つまり、国内で問題が起きた場合、国内法が優先されるという名文をいれることが大切である。基本的に自由化するが、問題がある部分は国内法を変えて対応できることが絶対条件である。
しかし、それこそが米国の狙うターゲットである。
企業訴訟や貿易問題を、日本で起こしながら米国の裁判所が判断するなどという事態を避ける必要がある。TPPの条約が日本の国内法より風上に置かれることだけは避けねばならない。TPPへの参加が絶対条件なのは日本ではなく、米国の方にある。日本は絶対的有利な立場で参加できるのである。
《TPPへの参加は絶対条件ではない》
TPPは世界のブロック化への兆候であり、この流れに乗らないのは国家の存亡を左右するというのは大げさな話ではない。
しかし、誤解してもらいたくない。
TPPへの参加は日本が望むものであり、米国やその他の諸国は如何に有利に進めるかということに躍起になっている。
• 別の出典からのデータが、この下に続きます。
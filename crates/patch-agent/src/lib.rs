//! Out-of-process delta application for app bundles.
//!
//! The updater spawns this agent detached and exits. The agent then stops
//! any remaining instance of the app, patches the installed bundle in place
//! with `hpatchz` and opens the app again.

use anyhow::{bail, Context, Result};
use std::ffi::OsString;
use std::fmt;
use std::path::{Path, PathBuf};
use std::process::Command;

/// Where app bundles are installed unless told otherwise.
pub const DEFAULT_APPS_DIR: &str = "/Applications";

/// One external command of the patch sequence.
#[derive(Debug, Clone, PartialEq, Eq)]
pub struct Step {
    pub program: PathBuf,
    pub args: Vec<OsString>,
}

impl Step {
    fn new(
        program: impl Into<PathBuf>,
        args: impl IntoIterator<Item = impl Into<OsString>>,
    ) -> Self {
        Self {
            program: program.into(),
            args: args.into_iter().map(Into::into).collect(),
        }
    }
}

impl fmt::Display for Step {
    fn fmt(&self, f: &mut fmt::Formatter<'_>) -> fmt::Result {
        write!(f, "{}", self.program.display())?;
        for arg in &self.args {
            write!(f, " {}", arg.to_string_lossy())?;
        }
        Ok(())
    }
}

/// Exit status and output of a finished step.
#[derive(Debug, Clone, Default, PartialEq, Eq)]
pub struct StepOutput {
    pub success: bool,
    pub stdout: String,
    pub stderr: String,
}

/// Runs a [`Step`] to completion.
pub trait StepRunner {
    fn run(&self, step: &Step) -> std::io::Result<StepOutput>;
}

/// [`StepRunner`] backed by `std::process::Command`.
#[derive(Debug, Clone, Copy, Default)]
pub struct SystemRunner;

impl StepRunner for SystemRunner {
    fn run(&self, step: &Step) -> std::io::Result<StepOutput> {
        let output = Command::new(&step.program).args(&step.args).output()?;
        Ok(StepOutput {
            success: output.status.success(),
            stdout: String::from_utf8_lossy(&output.stdout).into_owned(),
            stderr: String::from_utf8_lossy(&output.stderr).into_owned(),
        })
    }
}

/// The stop, patch and relaunch commands for one app bundle.
#[derive(Debug, Clone, PartialEq, Eq)]
pub struct PatchPlan {
    app_name: String,
    delta: PathBuf,
    hpatchz: PathBuf,
    apps_dir: PathBuf,
}

impl PatchPlan {
    pub fn new(
        app_name: impl Into<String>,
        delta: impl Into<PathBuf>,
        hpatchz: impl Into<PathBuf>,
        apps_dir: impl Into<PathBuf>,
    ) -> Self {
        Self {
            app_name: app_name.into(),
            delta: delta.into(),
            hpatchz: hpatchz.into(),
            apps_dir: apps_dir.into(),
        }
    }

    pub fn bundle_name(&self) -> String {
        format!("{}.app", self.app_name)
    }

    pub fn bundle_path(&self) -> PathBuf {
        self.apps_dir.join(self.bundle_name())
    }

    pub fn stop(&self) -> Step {
        Step::new("killall", [self.app_name.as_str()])
    }

    /// Patch the bundle in place; `-f` overwrites the old bundle.
    pub fn patch(&self) -> Step {
        let bundle = self.bundle_path();
        Step::new(
            &self.hpatchz,
            [
                OsString::from("-C-all"),
                bundle.clone().into_os_string(),
                self.delta.clone().into_os_string(),
                bundle.into_os_string(),
                OsString::from("-f"),
            ],
        )
    }

    pub fn relaunch(&self) -> Step {
        Step::new("open", [OsString::from("-a"), OsString::from(self.bundle_name())])
    }

    /// Validate the inputs and run the three steps in order.
    ///
    /// A failed stop is tolerated since the app has usually exited already.
    /// The relaunch runs even when patching failed; the patch error is
    /// returned afterwards.
    pub fn execute(&self, runner: &dyn StepRunner) -> Result<()> {
        ensure_file(&self.delta, "delta")?;
        ensure_file(&self.hpatchz, "hpatchz")?;

        let stop = self.stop();
        match runner.run(&stop) {
            Ok(output) if output.success => {
                tracing::info!(app = %self.app_name, "stopped running app")
            }
            Ok(output) => tracing::debug!(
                app = %self.app_name,
                stderr = %output.stderr.trim(),
                "app was not running"
            ),
            Err(err) => tracing::warn!(step = %stop, %err, "cannot run stop command"),
        }

        let patch = self.patch();
        tracing::info!(step = %patch, "patching bundle");
        let patched = match runner.run(&patch) {
            Ok(output) if output.success => {
                tracing::debug!(stdout = %output.stdout.trim(), "hpatchz finished");
                Ok(())
            }
            Ok(output) => Err(anyhow::anyhow!(
                "hpatchz failed on {}: {}",
                self.bundle_path().display(),
                output.stderr.trim()
            )),
            Err(err) => {
                Err(err).with_context(|| format!("cannot start {}", self.hpatchz.display()))
            }
        };
        if let Err(err) = &patched {
            tracing::error!(error = %err, "patch failed, relaunching the installed version");
        }

        let relaunch = self.relaunch();
        match runner.run(&relaunch) {
            Ok(output) if output.success => {
                tracing::info!(bundle = %self.bundle_name(), "relaunched app")
            }
            Ok(output) => tracing::error!(stderr = %output.stderr.trim(), "relaunch failed"),
            Err(err) => tracing::error!(step = %relaunch, %err, "cannot run relaunch command"),
        }

        patched
    }
}

fn ensure_file(path: &Path, what: &str) -> Result<()> {
    if !path.is_file() {
        bail!("{what} not found at {}", path.display());
    }
    Ok(())
}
日本は絶対的に有利な条件を提示していい国家なのである。
米国やその他の諸国は、「日本への自由チケットを如何にして手に入れるか」を考えているのであり、「不利な条件なら参加しない」とはっきり言えばいいのである。
最初は恫喝してくると思われる。
しかし、それでも拒否すれば、今度は好条件の提示がなされるハズである。
日本の参加は、そのタイミングで行なえばよいと考えている。
何故、TPPやFTA交渉が日本が立ち後れるのだろう。
それは日本が金貸しという最重要国家だからである。金を借りている方が強気に出るのは中々難しいからである。
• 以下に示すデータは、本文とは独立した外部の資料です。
impl DeltaUpdaterBuilder {
    pub fn config(mut self, config: UpdaterConfig) -> Self {
        self.config = Some(config);
        self
    }

    /// Strategy used to discover the feed; overrides `config.feed`.
    pub fn feed_resolver(mut self, resolver: Arc<dyn FeedResolver>) -> Self {
        self.feed_resolver = Some(resolver);
        self
    }

    /// Use a fixed feed and skip discovery.
    pub fn feed_url(mut self, url: Url) -> Self {
        self.feed_url = Some(url);
        self
    }

    pub fn downloader(mut self, downloader: Arc<dyn Downloader>) -> Self {
        self.downloader = Some(downloader);
        self
    }

    pub fn spawner(mut self, spawner: Arc<dyn ProcessSpawner>) -> Self {
        self.spawner = Some(spawner);
        self
    }

    pub fn host(mut self, host: Arc<dyn HostApp>) -> Self {
        self.host = Some(host);
        self
    }

    pub fn status_surface(mut self, surface: Arc<dyn StatusSurface>) -> Self {
        self.surface = Some(surface);
        self
    }

    /// Client used for manifest requests.
    pub fn client(mut self, client: Client) -> Self {
        self.client = Some(client);
        self
    }

    pub fn build(self) -> Result<DeltaUpdater> {
        let config = self
            .config
            .unwrap_or_else(|| UpdaterConfig::for_app(&self.context.app_name));

        let feed_resolver = match self.feed_resolver {
            Some(resolver) => Some(resolver),
            None => config.feed.clone().map(|feed| feed.into_resolver()).transpose()?,
        };
        let explicit_feed = self
            .feed_url
            .map(|url| FeedDescriptor::new(FeedProviderKind::Generic, url));

        let client = match self.client {
            Some(client) => client,
            None => Client::builder().user_agent(config.user_agent.clone()).build()?,
        };
        let downloader: Arc<dyn Downloader> = match self.downloader {
            Some(downloader) => downloader,
            None => Arc::new(
                ResumableDownloader::builder()
                    .max_redirects(config.max_redirects)
                    .user_agent(config.user_agent.clone())
                    .build()?,
            ),
        };
        let spawner = self
            .spawner
            .unwrap_or_else(|| Arc::new(DetachedSpawner));
        let host = self.host.unwrap_or_else(|| Arc::new(ProcessHost));

        let applier = PatchApplier::new(
            &self.context,
            config.resources_dir.clone(),
            config.tools_dir(),
            self.engine.clone(),
            spawner,
        );
        let state = UpdateStateStore::new(config.state_file.clone());
        let (phase, _) = watch::channel(UpdatePhase::Idle);
        let (busy, _) = watch::channel(false);

        Ok(DeltaUpdater {
            inner: Arc::new(Inner {
                context: self.context,
                config,
                engine: self.engine,
                feed_resolver,
                has_explicit_feed: explicit_feed.is_some(),
                feed: Mutex::new(explicit_feed),
                client,
                downloader,
                applier,
                state,
                events: EventDispatcher::new(),
                host,
                surface: self.surface,
                pending: Mutex::new(None),
                prior_attempt: Mutex::new(None),
                in_flight: Mutex::new(None),
                busy,
                phase,
                shutdown: CancellationToken::new(),
                tasks: Mutex::new(Vec::new()),
            }),
        })
    }
}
米国がそれをできるのは軍事的に優位だからであり、経済的に優位な日本とは対等の関係を構築できる良い機会が巡ってきている。
この機会を最大限に利用しない手はない。
もう1度言おう。
TPPへは、条件を提示して参加するのが最適である。
条件が飲めないのなら不参加。
米国やその他の諸国は、日本が参加しなければ、メリットは小さくなる。
彼らは日本と自由貿易できる権利を得るために、日本が提示する条件を飲まなければならない。
日本はTPPに不参加であっても大きな損害はない。
《アメリカの報復は怖くない》
先日、米国トヨタの不買運動があったように、日本は米国に対して現地生産を主に行なっている。不買運動はアメリカ市民への直接雇用を奪うだけであり、何らメリットとする所がなかった。
日本の海外輸出は、
中国19.4%
米国15.4%
韓国 8.1%
台湾 6.8%
タイ 4.4%
その他40.4%
と米国以外で84.6%を占めている。つまり、米国が対抗処置に訴えても影響は15.4%に留まる。しかし、米国債の引き受けてを失った米国は国債が暴落し、国内経済の不安が爆発してしまう。つまり、米国が経済的な対抗処置はすでにできなくなっている。
経済的な米国の脅威はなくなっている。
スーパー401条(日米通称制裁)は、過去のモノだ。
むしろ、知的財産を保護する為にも、日米は協力関係でなければならない。
恐喝に屈しない。
アメリカを救えるのは日本しかいない。EUは自国のことで手一杯だ。
アメリカを支えるのも日本しかない。赤字国の米国、黒字国の日本。
日本を守るアメリカ。総合軍事力を持たない日本、軍事大国のアメリカ。
幸か不幸かは計り知れませんが、日本とアメリカが喧嘩をしていては第3国が喜ぶばかりです。
米国政府は日本を侮り過ぎていますし、
日本政府(政治家・官僚)はへりくだり過ぎです。
《民主党では、モノが言えない》
日本の官僚は日本の国益を考えません。
民衆党議員は、モノが考えられません。
前原氏も、枝野氏も、何を持って参加の条件としているのでしょうか?
恫喝に屈していますね。
TPPをどう利用するかの議論をせずに、米国の顔色ばかり見ています。
これでは、交渉などできません。
見送るが正解でしょう。
さらに恫喝してくるでしょうが、TPPに日本が参加しなくて困るのは米国です。日本は困りません。
円高を放置していますので、企業はTPPに関係なく海外へ拠点を移すでしょう。
仮に、シンガポール、ベトナムに拠点を移せば、TPPのメリットが享受できますので問題はありません。
現在の条件でTPPに参加すれば、日本はアメリカのように内需の空洞化を促進するだけです。
好条件が揃うまで、黙って待っていれば、相手から好条件を提示してきます。
今回、TPPは見送りが最適でしょう。
経済が判る政治家、官僚を育てるのが急務です。